Pendelegasian perintah kepada Van Seibold dianggap sebagai tindakan pertama yang mendasari perkembangan budidaya teh di Indonesia. Dalam pelaksanaan Cultuurstelsel di bawah pengawasan Gubernur Jenderal Van Den Bosch, tanaman teh mengalami masa budidaya yang relatif baru dicoba untuk ditangani pemerintah Hindia Belanda. Budidaya teh di tengah pelaksanaan tanam paksa ini merupakan tanaman yang belum diusahakan secara besar-besaran. Data-data tahun 1833 mencatat penggunaan tanah yang dipergunakan untuk tanaman ekspor antara lain tebu 32.722 bau, nila (indigo) 22.141 bau, teh 324 bau, tembakau 286 bau, kayu manis 30 bau dan kapas 5 bau. (satu bau sama dengan 7000 meter).

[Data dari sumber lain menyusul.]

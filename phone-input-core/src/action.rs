//! Action trait for type-safe state mutations

use std::fmt::Debug;

/// Marker trait for actions that can be dispatched to a store
///
/// Actions describe an intent to change widget state. They should be:
/// - Clone: middleware sees the action before the reducer consumes it
/// - Debug: for logging
/// - Send + 'static: actions travel over channels from the event poller
pub trait Action: Clone + Debug + Send + 'static {
    /// Get the action name for logging and filtering
    fn name(&self) -> &'static str;
}
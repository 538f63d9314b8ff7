//! ISO 3166-1 country table with international calling codes
//!
//! Calling codes are digits only. Members of the North American Numbering
//! Plan all carry `1`; the area code is part of the national number.

use super::Status::{self, Assigned, Deleted, Reserved};

pub(super) type Row = (&'static str, &'static str, Status, &'static [&'static str]);

pub(super) const COUNTRIES: &[Row] = &[
    ("Afghanistan", "AF", Assigned, &["93"]),
    ("Åland Islands", "AX", Assigned, &["358"]),
    ("Albania", "AL", Assigned, &["355"]),
    ("Algeria", "DZ", Assigned, &["213"]),
    ("American Samoa", "AS", Assigned, &["1"]),
    ("Andorra", "AD", Assigned, &["376"]),
    ("Angola", "AO", Assigned, &["244"]),
    ("Anguilla", "AI", Assigned, &["1"]),
    ("Antarctica", "AQ", Assigned, &["672"]),
    ("Antigua And Barbuda", "AG", Assigned, &["1"]),
    ("Argentina", "AR", Assigned, &["54"]),
    ("Armenia", "AM", Assigned, &["374"]),
    ("Aruba", "AW", Assigned, &["297"]),
    ("Ascension Island", "AC", Reserved, &["247"]),
    ("Australia", "AU", Assigned, &["61"]),
    ("Austria", "AT", Assigned, &["43"]),
    ("Azerbaijan", "AZ", Assigned, &["994"]),
    ("Bahamas", "BS", Assigned, &["1"]),
    ("Bahrain", "BH", Assigned, &["973"]),
    ("Bangladesh", "BD", Assigned, &["880"]),
    ("Barbados", "BB", Assigned, &["1"]),
    ("Belarus", "BY", Assigned, &["375"]),
    ("Belgium", "BE", Assigned, &["32"]),
    ("Belize", "BZ", Assigned, &["501"]),
    ("Benin", "BJ", Assigned, &["229"]),
    ("Bermuda", "BM", Assigned, &["1"]),
    ("Bhutan", "BT", Assigned, &["975"]),
    ("Bolivia, Plurinational State Of", "BO", Assigned, &["591"]),
    ("Bonaire, Sint Eustatius And Saba", "BQ", Assigned, &["599"]),
    ("Bosnia & Herzegovina", "BA", Assigned, &["387"]),
    ("Botswana", "BW", Assigned, &["267"]),
    ("Bouvet Island", "BV", Assigned, &[]),
    ("Brazil", "BR", Assigned, &["55"]),
    ("British Indian Ocean Territory", "IO", Assigned, &["246"]),
    ("Brunei Darussalam", "BN", Assigned, &["673"]),
    ("Bulgaria", "BG", Assigned, &["359"]),
    ("Burkina Faso", "BF", Assigned, &["226"]),
    ("Burundi", "BI", Assigned, &["257"]),
    ("Cabo Verde", "CV", Assigned, &["238"]),
    ("Cambodia", "KH", Assigned, &["855"]),
    ("Cameroon", "CM", Assigned, &["237"]),
    ("Canada", "CA", Assigned, &["1"]),
    ("Cayman Islands", "KY", Assigned, &["1"]),
    ("Central African Republic", "CF", Assigned, &["236"]),
    ("Chad", "TD", Assigned, &["235"]),
    ("Chile", "CL", Assigned, &["56"]),
    ("China", "CN", Assigned, &["86"]),
    ("Christmas Island", "CX", Assigned, &["61"]),
    ("Cocos (Keeling) Islands", "CC", Assigned, &["61"]),
    ("Colombia", "CO", Assigned, &["57"]),
    ("Comoros", "KM", Assigned, &["269"]),
    ("Cook Islands", "CK", Assigned, &["682"]),
    ("Costa Rica", "CR", Assigned, &["506"]),
    ("Cote d'Ivoire", "CI", Assigned, &["225"]),
    ("Croatia", "HR", Assigned, &["385"]),
    ("Cuba", "CU", Assigned, &["53"]),
    ("Curacao", "CW", Assigned, &["599"]),
    ("Cyprus", "CY", Assigned, &["357"]),
    ("Czech Republic", "CZ", Assigned, &["420"]),
    ("Democratic Republic Of Congo", "CD", Assigned, &["243"]),
    ("Denmark", "DK", Assigned, &["45"]),
    ("Djibouti", "DJ", Assigned, &["253"]),
    ("Dominica", "DM", Assigned, &["1"]),
    ("Dominican Republic", "DO", Assigned, &["1"]),
    ("Ecuador", "EC", Assigned, &["593"]),
    ("Egypt", "EG", Assigned, &["20"]),
    ("El Salvador", "SV", Assigned, &["503"]),
    ("Equatorial Guinea", "GQ", Assigned, &["240"]),
    ("Eritrea", "ER", Assigned, &["291"]),
    ("Estonia", "EE", Assigned, &["372"]),
    ("Eswatini", "SZ", Assigned, &["268"]),
    ("Ethiopia", "ET", Assigned, &["251"]),
    ("European Union", "EU", Reserved, &["388"]),
    ("Falkland Islands", "FK", Assigned, &["500"]),
    ("Faroe Islands", "FO", Assigned, &["298"]),
    ("Fiji", "FJ", Assigned, &["679"]),
    ("Finland", "FI", Assigned, &["358"]),
    ("France", "FR", Assigned, &["33"]),
    ("French Guiana", "GF", Assigned, &["594"]),
    ("French Polynesia", "PF", Assigned, &["689"]),
    ("French Southern Territories", "TF", Assigned, &["262"]),
    ("Gabon", "GA", Assigned, &["241"]),
    ("Gambia", "GM", Assigned, &["220"]),
    ("Georgia", "GE", Assigned, &["995"]),
    ("Germany", "DE", Assigned, &["49"]),
    ("Ghana", "GH", Assigned, &["233"]),
    ("Gibraltar", "GI", Assigned, &["350"]),
    ("Greece", "GR", Assigned, &["30"]),
    ("Greenland", "GL", Assigned, &["299"]),
    ("Grenada", "GD", Assigned, &["1"]),
    ("Guadeloupe", "GP", Assigned, &["590"]),
    ("Guam", "GU", Assigned, &["1"]),
    ("Guatemala", "GT", Assigned, &["502"]),
    ("Guernsey", "GG", Assigned, &["44"]),
    ("Guinea", "GN", Assigned, &["224"]),
    ("Guinea-bissau", "GW", Assigned, &["245"]),
    ("Guyana", "GY", Assigned, &["592"]),
    ("Haiti", "HT", Assigned, &["509"]),
    ("Heard Island And McDonald Islands", "HM", Assigned, &[]),
    ("Honduras", "HN", Assigned, &["504"]),
    ("Hong Kong", "HK", Assigned, &["852"]),
    ("Hungary", "HU", Assigned, &["36"]),
    ("Iceland", "IS", Assigned, &["354"]),
    ("India", "IN", Assigned, &["91"]),
    ("Indonesia", "ID", Assigned, &["62"]),
    ("Iran, Islamic Republic Of", "IR", Assigned, &["98"]),
    ("Iraq", "IQ", Assigned, &["964"]),
    ("Ireland", "IE", Assigned, &["353"]),
    ("Isle Of Man", "IM", Assigned, &["44"]),
    ("Israel", "IL", Assigned, &["972"]),
    ("Italy", "IT", Assigned, &["39"]),
    ("Jamaica", "JM", Assigned, &["1"]),
    ("Japan", "JP", Assigned, &["81"]),
    ("Jersey", "JE", Assigned, &["44"]),
    ("Jordan", "JO", Assigned, &["962"]),
    ("Kazakhstan", "KZ", Assigned, &["7"]),
    ("Kenya", "KE", Assigned, &["254"]),
    ("Kiribati", "KI", Assigned, &["686"]),
    ("Korea, Democratic People's Republic Of", "KP", Assigned, &["850"]),
    ("Korea, Republic Of", "KR", Assigned, &["82"]),
    ("Kuwait", "KW", Assigned, &["965"]),
    ("Kyrgyzstan", "KG", Assigned, &["996"]),
    ("Lao People's Democratic Republic", "LA", Assigned, &["856"]),
    ("Latvia", "LV", Assigned, &["371"]),
    ("Lebanon", "LB", Assigned, &["961"]),
    ("Lesotho", "LS", Assigned, &["266"]),
    ("Liberia", "LR", Assigned, &["231"]),
    ("Libya", "LY", Assigned, &["218"]),
    ("Liechtenstein", "LI", Assigned, &["423"]),
    ("Lithuania", "LT", Assigned, &["370"]),
    ("Luxembourg", "LU", Assigned, &["352"]),
    ("Macao", "MO", Assigned, &["853"]),
    ("Madagascar", "MG", Assigned, &["261"]),
    ("Malawi", "MW", Assigned, &["265"]),
    ("Malaysia", "MY", Assigned, &["60"]),
    ("Maldives", "MV", Assigned, &["960"]),
    ("Mali", "ML", Assigned, &["223"]),
    ("Malta", "MT", Assigned, &["356"]),
    ("Marshall Islands", "MH", Assigned, &["692"]),
    ("Martinique", "MQ", Assigned, &["596"]),
    ("Mauritania", "MR", Assigned, &["222"]),
    ("Mauritius", "MU", Assigned, &["230"]),
    ("Mayotte", "YT", Assigned, &["262"]),
    ("Mexico", "MX", Assigned, &["52"]),
    ("Micronesia, Federated States Of", "FM", Assigned, &["691"]),
    ("Moldova", "MD", Assigned, &["373"]),
    ("Monaco", "MC", Assigned, &["377"]),
    ("Mongolia", "MN", Assigned, &["976"]),
    ("Montenegro", "ME", Assigned, &["382"]),
    ("Montserrat", "MS", Assigned, &["1"]),
    ("Morocco", "MA", Assigned, &["212"]),
    ("Mozambique", "MZ", Assigned, &["258"]),
    ("Myanmar", "MM", Assigned, &["95"]),
    ("Namibia", "NA", Assigned, &["264"]),
    ("Nauru", "NR", Assigned, &["674"]),
    ("Nepal", "NP", Assigned, &["977"]),
    ("Netherlands", "NL", Assigned, &["31"]),
    ("Netherlands Antilles", "AN", Deleted, &["599"]),
    ("New Caledonia", "NC", Assigned, &["687"]),
    ("New Zealand", "NZ", Assigned, &["64"]),
    ("Nicaragua", "NI", Assigned, &["505"]),
    ("Niger", "NE", Assigned, &["227"]),
    ("Nigeria", "NG", Assigned, &["234"]),
    ("Niue", "NU", Assigned, &["683"]),
    ("Norfolk Island", "NF", Assigned, &["672"]),
    ("North Macedonia", "MK", Assigned, &["389"]),
    ("Northern Mariana Islands", "MP", Assigned, &["1"]),
    ("Norway", "NO", Assigned, &["47"]),
    ("Oman", "OM", Assigned, &["968"]),
    ("Pakistan", "PK", Assigned, &["92"]),
    ("Palau", "PW", Assigned, &["680"]),
    ("Palestinian Territory, Occupied", "PS", Assigned, &["970"]),
    ("Panama", "PA", Assigned, &["507"]),
    ("Papua New Guinea", "PG", Assigned, &["675"]),
    ("Paraguay", "PY", Assigned, &["595"]),
    ("Peru", "PE", Assigned, &["51"]),
    ("Philippines", "PH", Assigned, &["63"]),
    ("Pitcairn", "PN", Assigned, &["872"]),
    ("Poland", "PL", Assigned, &["48"]),
    ("Portugal", "PT", Assigned, &["351"]),
    ("Puerto Rico", "PR", Assigned, &["1"]),
    ("Qatar", "QA", Assigned, &["974"]),
    ("Republic Of Congo", "CG", Assigned, &["242"]),
    ("Reunion", "RE", Assigned, &["262"]),
    ("Romania", "RO", Assigned, &["40"]),
    ("Russian Federation", "RU", Assigned, &["7"]),
    ("Rwanda", "RW", Assigned, &["250"]),
    ("Saint Barthélemy", "BL", Assigned, &["590"]),
    ("Saint Helena, Ascension And Tristan Da Cunha", "SH", Assigned, &["290"]),
    ("Saint Kitts And Nevis", "KN", Assigned, &["1"]),
    ("Saint Lucia", "LC", Assigned, &["1"]),
    ("Saint Martin", "MF", Assigned, &["590"]),
    ("Saint Pierre And Miquelon", "PM", Assigned, &["508"]),
    ("Saint Vincent And The Grenadines", "VC", Assigned, &["1"]),
    ("Samoa", "WS", Assigned, &["685"]),
    ("San Marino", "SM", Assigned, &["378"]),
    ("Sao Tome and Principe", "ST", Assigned, &["239"]),
    ("Saudi Arabia", "SA", Assigned, &["966"]),
    ("Senegal", "SN", Assigned, &["221"]),
    ("Serbia", "RS", Assigned, &["381"]),
    ("Serbia and Montenegro", "CS", Deleted, &["381"]),
    ("Seychelles", "SC", Assigned, &["248"]),
    ("Sierra Leone", "SL", Assigned, &["232"]),
    ("Singapore", "SG", Assigned, &["65"]),
    ("Sint Maarten", "SX", Assigned, &["1"]),
    ("Slovakia", "SK", Assigned, &["421"]),
    ("Slovenia", "SI", Assigned, &["386"]),
    ("Solomon Islands", "SB", Assigned, &["677"]),
    ("Somalia", "SO", Assigned, &["252"]),
    ("South Africa", "ZA", Assigned, &["27"]),
    ("South Georgia And The South Sandwich Islands", "GS", Assigned, &["500"]),
    ("South Sudan", "SS", Assigned, &["211"]),
    ("Spain", "ES", Assigned, &["34"]),
    ("Sri Lanka", "LK", Assigned, &["94"]),
    ("Sudan", "SD", Assigned, &["249"]),
    ("Suriname", "SR", Assigned, &["597"]),
    ("Svalbard And Jan Mayen", "SJ", Assigned, &["47"]),
    ("Sweden", "SE", Assigned, &["46"]),
    ("Switzerland", "CH", Assigned, &["41"]),
    ("Syrian Arab Republic", "SY", Assigned, &["963"]),
    ("Taiwan", "TW", Assigned, &["886"]),
    ("Tajikistan", "TJ", Assigned, &["992"]),
    ("Tanzania, United Republic Of", "TZ", Assigned, &["255"]),
    ("Thailand", "TH", Assigned, &["66"]),
    ("Timor-Leste", "TL", Assigned, &["670"]),
    ("Togo", "TG", Assigned, &["228"]),
    ("Tokelau", "TK", Assigned, &["690"]),
    ("Tonga", "TO", Assigned, &["676"]),
    ("Trinidad And Tobago", "TT", Assigned, &["1"]),
    ("Tunisia", "TN", Assigned, &["216"]),
    ("Turkey", "TR", Assigned, &["90"]),
    ("Turkmenistan", "TM", Assigned, &["993"]),
    ("Turks And Caicos Islands", "TC", Assigned, &["1"]),
    ("Tuvalu", "TV", Assigned, &["688"]),
    ("USSR", "SU", Reserved, &["7"]),
    ("Uganda", "UG", Assigned, &["256"]),
    ("Ukraine", "UA", Assigned, &["380"]),
    ("United Arab Emirates", "AE", Assigned, &["971"]),
    ("United Kingdom", "GB", Assigned, &["44"]),
    ("United States", "US", Assigned, &["1"]),
    ("United States Minor Outlying Islands", "UM", Assigned, &[]),
    ("Uruguay", "UY", Assigned, &["598"]),
    ("Uzbekistan", "UZ", Assigned, &["998"]),
    ("Vanuatu", "VU", Assigned, &["678"]),
    ("Vatican City State", "VA", Assigned, &["39", "379"]),
    ("Venezuela, Bolivarian Republic Of", "VE", Assigned, &["58"]),
    ("Viet Nam", "VN", Assigned, &["84"]),
    ("Virgin Islands (British)", "VG", Assigned, &["1"]),
    ("Virgin Islands (US)", "VI", Assigned, &["1"]),
    ("Wallis And Futuna", "WF", Assigned, &["681"]),
    ("Western Sahara", "EH", Assigned, &["212"]),
    ("Yemen", "YE", Assigned, &["967"]),
    ("Yugoslavia", "YU", Deleted, &["38"]),
    ("Zambia", "ZM", Assigned, &["260"]),
    ("Zimbabwe", "ZW", Assigned, &["263"]),
];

Daerah-daerah yang mula-mula mengadakan percobaan meliputi Banten, Priangan, Karawang, Cirebon, Tegal, Pekalongan, Semarang, Jepara, Surabaya, Besuki, Banyumas, Bagelen dan Kedu. Di dekat pertanaman-pertanaman itu didirikan pabrik pengolahan, sedangkan hasilnya disetorkan kepada pabrik pengemasan di Jatinegara. Kondisi ini yang belum memungkinkan dan tanpa didukung oleh mekanisme yang memadai, mengakibatkan banyak terjadinya kegagalan.
Pada tahun 1839 tercatat biaya rata-rata sebesar f1,17 untuk tiap Kg, sedangkan penjualan ke Amsterdam hanya mencapai f0,81. Sehubungan dengan hal tersebut, pemerintah menghapuskan budidaya teh di semua keresidenan kecuali di Priangan, Cirebon dan Bagelen. Masa keemasan perkebunan teh terjadi setelah pihak swasta diperbolehkan untuk mengelola perkebunan-perkebunan teh yaitu pada tahun 1910 hingga 1930-an. (*)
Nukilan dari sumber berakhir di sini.